Audrey hadn't expected to love the smuggler as much as she did, but the untrusting man had come to trust her, and through her, Nathan. She couldn't demand honesty of him without returning it. Duke had taught her as much about love and family as any of Audrey II's foster families hadn't. She would always love Nathan, but it surprised her how much she loved Duke as a brother and a friend. Duke, who wanted her to laugh even if he couldn't have her in his bed. Duke, who just wanted her to be happy, to relax, to simply be. Who was happy to love her from afar, it seemed, because he gave up the playing field to Nathan. He loved her enough to let her go. Sometimes, you don't really know what you had until it was gone.

Nathan's voice was hushed with sorrow, but the hints of wonder played around the edges of his words. "It's cold in here," he said from the other side of the bed. He pulled up the thin blanket to cover the body of their best friend. All his troubles, at last, ended.

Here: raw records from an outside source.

//! Planar geometry used by context building and execution.
//!
//! Coordinate system: X grows eastward, Y grows northward.

use std::ops::{Add, Mul, Sub};

/// 2D vector / point in battlefield units.
#[derive(Clone, Copy, Debug, PartialEq, Default)]
#[cfg_attr(feature = "serde", derive(serde::Serialize, serde::Deserialize))]
pub struct Vec2 {
    pub x: f32,
    pub y: f32,
}

impl Vec2 {
    pub const ZERO: Self = Self { x: 0.0, y: 0.0 };

    pub const fn new(x: f32, y: f32) -> Self {
        Self { x, y }
    }

    pub fn length(self) -> f32 {
        self.x.hypot(self.y)
    }

    pub fn distance_to(self, other: Vec2) -> f32 {
        (other - self).length()
    }

    /// Unit vector in the same direction, or zero for a zero-length vector.
    pub fn normalize(self) -> Vec2 {
        let len = self.length();
        if len <= f32::EPSILON || !len.is_finite() {
            Vec2::ZERO
        } else {
            Vec2::new(self.x / len, self.y / len)
        }
    }

    /// Angle in radians within [0, 2π).
    pub fn angle(self) -> f32 {
        let a = self.y.atan2(self.x);
        if a < 0.0 { a + std::f32::consts::TAU } else { a }
    }

    pub fn is_finite(self) -> bool {
        self.x.is_finite() && self.y.is_finite()
    }

    pub fn is_zero(self) -> bool {
        self.length() <= f32::EPSILON
    }
}

impl Add for Vec2 {
    type Output = Vec2;
    fn add(self, rhs: Vec2) -> Vec2 {
        Vec2::new(self.x + rhs.x, self.y + rhs.y)
    }
}

impl Sub for Vec2 {
    type Output = Vec2;
    fn sub(self, rhs: Vec2) -> Vec2 {
        Vec2::new(self.x - rhs.x, self.y - rhs.y)
    }
}

impl Mul<f32> for Vec2 {
    type Output = Vec2;
    fn mul(self, rhs: f32) -> Vec2 {
        Vec2::new(self.x * rhs, self.y * rhs)
    }
}

/// Axis-aligned rectangular battlefield limits (inclusive).
#[derive(Clone, Copy, Debug, PartialEq)]
#[cfg_attr(feature = "serde", derive(serde::Serialize, serde::Deserialize))]
pub struct BattlefieldBounds {
    pub min_x: f32,
    pub max_x: f32,
    pub min_y: f32,
    pub max_y: f32,
}

impl BattlefieldBounds {
    pub const fn new(min_x: f32, max_x: f32, min_y: f32, max_y: f32) -> Self {
        Self {
            min_x,
            max_x,
            min_y,
            max_y,
        }
    }

    /// Square bounds centred on the origin.
    pub const fn square(half_extent: f32) -> Self {
        Self::new(-half_extent, half_extent, -half_extent, half_extent)
    }

    pub fn contains(&self, point: Vec2) -> bool {
        point.is_finite()
            && point.x >= self.min_x
            && point.x <= self.max_x
            && point.y >= self.min_y
            && point.y <= self.max_y
    }

    /// Clamps `point` into the bounds. Never panics; on malformed bounds the
    /// result is meaningless, so callers check [`Self::is_well_formed`] first.
    pub fn clamp(&self, point: Vec2) -> Vec2 {
        Vec2::new(
            point.x.max(self.min_x).min(self.max_x),
            point.y.max(self.min_y).min(self.max_y),
        )
    }

    /// Distance from `point` to the nearest edge (negative when outside).
    pub fn distance_to_edge(&self, point: Vec2) -> f32 {
        (point.x - self.min_x)
            .min(self.max_x - point.x)
            .min(point.y - self.min_y)
            .min(self.max_y - point.y)
    }

    pub fn center(&self) -> Vec2 {
        Vec2::new(
            (self.min_x + self.max_x) * 0.5,
            (self.min_y + self.max_y) * 0.5,
        )
    }

    pub fn is_well_formed(&self) -> bool {
        [self.min_x, self.max_x, self.min_y, self.max_y]
            .iter()
            .all(|v| v.is_finite())
            && self.min_x <= self.max_x
            && self.min_y <= self.max_y
    }
}

impl Default for BattlefieldBounds {
    fn default() -> Self {
        Self::square(500.0)
    }
}

/// The eight principal compass directions, used for escape-route probing.
#[derive(Clone, Copy, Debug, PartialEq, Eq, Hash, strum::EnumIter, strum::Display)]
#[cfg_attr(feature = "serde", derive(serde::Serialize, serde::Deserialize))]
#[strum(serialize_all = "snake_case")]
pub enum CardinalDirection {
    North,
    NorthEast,
    East,
    SouthEast,
    South,
    SouthWest,
    West,
    NorthWest,
}

impl CardinalDirection {
    /// Unit vector for this direction.
    pub fn unit(self) -> Vec2 {
        const D: f32 = std::f32::consts::FRAC_1_SQRT_2;
        match self {
            CardinalDirection::North => Vec2::new(0.0, 1.0),
            CardinalDirection::NorthEast => Vec2::new(D, D),
            CardinalDirection::East => Vec2::new(1.0, 0.0),
            CardinalDirection::SouthEast => Vec2::new(D, -D),
            CardinalDirection::South => Vec2::new(0.0, -1.0),
            CardinalDirection::SouthWest => Vec2::new(-D, -D),
            CardinalDirection::West => Vec2::new(-1.0, 0.0),
            CardinalDirection::NorthWest => Vec2::new(-D, D),
        }
    }

    /// Direction whose unit vector is closest to `v`. `None` for a zero vector.
    pub fn nearest(v: Vec2) -> Option<CardinalDirection> {
        if v.is_zero() || !v.is_finite() {
            return None;
        }
        let n = v.normalize();
        <CardinalDirection as strum::IntoEnumIterator>::iter().max_by(|a, b| {
            let da = a.unit().x * n.x + a.unit().y * n.y;
            let db = b.unit().x * n.x + b.unit().y * n.y;
            da.total_cmp(&db)
        })
    }
}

A/N (Original): This was written on 21Oct13, on a whim. It was not posted at that time due to story plots afoot in Mortal Coil, which also had to do with love, and the strength and forms of it and if platonic love could be as strong, if not stronger than, romantic love. Inspired by some of Heather F's writing for Magnificent Seven, in which she turns a single sentence into so many meanings, each clearer the more you read her stories.